Ich ging sofort zur Thür, und Mr. Fairlie klingelte voll Ergebung mit seinem Handglöckchen. Ehe ich das Zimmer verließ, wandte ich mich um und redete ihn zum letzten Male an.

»Was sich auch immer in Zukunft ereignen möge, Sir,« sagte ich, »erinnern Sie sich wohl, daß ich meine Pflicht gethan, indem ich Sie gewarnt habe. Als treuer Freund und Diener Ihrer Familie sage ich Ihnen zum Abschied, daß, wenn ich eine Tochter hätte, sie sich nimmer mit einem Manne, wer er auch sei, unter solchen Bedingungen verheiraten sollte, wie Sie mich für Ihre Nichte zu machen zwingen.«

Die Thür öffnete sich hinter mir, und der Kammerdiener stand auf der Schwelle und wartete.

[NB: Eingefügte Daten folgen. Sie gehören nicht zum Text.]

//! Error types for the substrate scheduler
//!
//! Gantree: L0_Foundation → Errors
//!
//! One error enum shared by every crate in the workspace.

// Error variant fields are self-documenting via error messages
#![allow(missing_docs)]

use crate::types::{NodeId, RoundIndex};
use thiserror::Error;

/// Main error type for the substrate scheduler
/// Gantree: SubstrateError // enum
#[derive(Error, Debug, Clone, PartialEq)]
pub enum SubstrateError {
    // ========================================================================
    // Structural Errors (graph construction)
    // ========================================================================
    /// Edge references a node that is not in the node set
    /// Gantree: UnknownNode{{node,u,v}} // 미등록 노드
    #[error("Edge ({u}, {v}) references unknown node {node}")]
    UnknownNode { node: NodeId, u: NodeId, v: NodeId },

    /// Self-loop or otherwise malformed pair
    /// Gantree: InvalidEdge{{u,v}} // 잘못된 간선
    #[error("Invalid edge ({u}, {v}): {reason}")]
    InvalidEdge {
        u: NodeId,
        v: NodeId,
        reason: String,
    },

    // ========================================================================
    // Budget
    // ========================================================================
    /// Optimized strategy stopped its improvement search at the ceiling.
    /// The call still succeeds with the best schedule found so far.
    /// Gantree: BudgetExceeded{{iters}} // 예산 초과
    #[error("Improvement budget exceeded after {iterations} iterations ({rounds} rounds kept)")]
    BudgetExceeded { iterations: usize, rounds: usize },

    // ========================================================================
    // Schedule Verification
    // ========================================================================
    /// Two operations in one round share a node
    #[error("Round {round}: node {node} used by more than one operation")]
    ConflictInRound { round: RoundIndex, node: NodeId },

    /// Required operation never scheduled
    #[error("Operation ({0}, {1}) is missing from the schedule")]
    MissingOperation(NodeId, NodeId),

    /// Operation scheduled more than once
    #[error("Operation ({0}, {1}) is scheduled more than once")]
    DuplicateOperation(NodeId, NodeId),

    /// Scheduled operation that the graph does not require
    #[error("Operation ({0}, {1}) is not an edge of the resource graph")]
    UnexpectedOperation(NodeId, NodeId),

    /// Round numbering has a gap or is out of order
    #[error("Round at position {position} carries index {index}")]
    NonContiguousRounds { position: usize, index: RoundIndex },

    // ========================================================================
    // Configuration / Pipeline
    // ========================================================================
    /// Invalid configuration value
    #[error("Invalid configuration: {0}")]
    InvalidConfig(String),

    /// Pipeline stage called out of order
    #[error("Pipeline stage '{requested}' not allowed after '{current}'")]
    InvalidStage { current: String, requested: String },

    /// Mapping table does not cover a node
    #[error("Node {0} is not covered by the mapping")]
    UnmappedNode(NodeId),

    // ========================================================================
    // I/O Errors
    // ========================================================================
    /// JSON serialization error
    #[error("JSON error: {0}")]
    JsonError(String),

    /// File I/O error
    #[error("File error: {0}")]
    FileError(String),

    // ========================================================================
    // Generic Errors
    // ========================================================================
    /// Internal error (should not happen)
    #[error("Internal error: {0}")]
    InternalError(String),
}

/// Result type alias for substrate operations
/// Gantree: SubstrateResult<T> // type alias
pub type SubstrateResult<T> = Result<T, SubstrateError>;

// ============================================================================
// Error Conversion Helpers
// ============================================================================

impl From<serde_json::Error> for SubstrateError {
    fn from(err: serde_json::Error) -> Self {
        SubstrateError::JsonError(err.to_string())
    }
}

impl From<std::io::Error> for SubstrateError {
    fn from(err: std::io::Error) -> Self {
        SubstrateError::FileError(err.to_string())
    }
}

// ============================================================================
// Error Helpers
// ============================================================================

impl SubstrateError {
    /// Self-loop error for the pair `(u, u)`
    pub fn self_loop(u: NodeId) -> Self {
        SubstrateError::InvalidEdge {
            u,
            v: u,
            reason: "self-loops are not schedulable operations".to_string(),
        }
    }

    /// Check if error is recoverable (a result is still available)
    pub fn is_recoverable(&self) -> bool {
        matches!(self, SubstrateError::BudgetExceeded { .. })
    }

    /// Check if error is a structural graph error
    pub fn is_structural(&self) -> bool {
        matches!(
            self,
            SubstrateError::UnknownNode { .. } | SubstrateError::InvalidEdge { .. }
        )
    }

    /// Check if error comes from schedule verification
    pub fn is_verification_error(&self) -> bool {
        matches!(
            self,
            SubstrateError::ConflictInRound { .. }
                | SubstrateError::MissingOperation(..)
                | SubstrateError::DuplicateOperation(..)
                | SubstrateError::UnexpectedOperation(..)
                | SubstrateError::NonContiguousRounds { .. }
        )
    }
}

// ============================================================================
// Tests
// ============================================================================

#[cfg(test)]
mod tests {
    use super::*;

    #[test]
    fn test_error_display() {
        let err = SubstrateError::UnknownNode { node: 42, u: 1, v: 42 };
        assert!(err.to_string().contains("42"));
        assert!(err.to_string().contains("unknown node"));
    }

    #[test]
    fn test_self_loop() {
        let err = SubstrateError::self_loop(3);
        assert!(matches!(err, SubstrateError::InvalidEdge { u: 3, v: 3, .. }));
        assert!(err.to_string().contains("self-loop"));
    }

    #[test]
    fn test_is_recoverable() {
        assert!(SubstrateError::BudgetExceeded {
            iterations: 100,
            rounds: 4
        }
        .is_recoverable());
        assert!(!SubstrateError::self_loop(0).is_recoverable());
    }

    #[test]
    fn test_is_structural() {
        assert!(SubstrateError::UnknownNode { node: 9, u: 0, v: 9 }.is_structural());
        assert!(SubstrateError::self_loop(1).is_structural());
        assert!(!SubstrateError::MissingOperation(0, 1).is_structural());
        assert!(SubstrateError::MissingOperation(0, 1).is_verification_error());
    }
}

»Louis,« sagte Mr. Fairlie, »lasse Mr. Gilmore hinaus und komme dann wieder und halte mir die Mappe vor. »Lassen Sie sich unten ein gutes Frühstück geben, Gilmore.«

Ich war zu entrüstet, um noch etwas zu entgegnen, und ging daher schweigend hinaus. Es ging Nachmittags um zwei Uhr ein Zug nach London, und mit diesem Zuge kehrte ich zurück.

Am Dienstag sandte ich den veränderten Contract ein, welcher in Wirklichkeit gerade diejenigen Personen enterbte, welche Miß Fairlie mir mit eigenen Lippen als die von ihr gewünschten Erben bezeichnet hatte. Aber ich hatte keine Wahl. Hätte ich mich geweigert, den Contract aufzusetzen, so hätte ein anderer Advocat es gethan.

Meine Aufgabe ist zu Ende. Mein persönlicher Antheil an den Ereignissen in dieser Familiengeschichte erstreckt sich nicht weiter, als bis zu dem Punkte, den ich jetzt erreicht habe. Ich schließe diesen kurzen Bericht mit schwerem, kummervollem Herzen. Und mit schwerem, kummervollem Herzen wiederhole ich hier meine Abschiedsworte in Limmeridge House: wenn ich eine Tochter hätte, so sollte sie sich nimmer mit einem Manne, wer er auch sei, unter solchen Bedingungen verheiraten, wie ich für Laura Fairlie zu machen gezwungen war.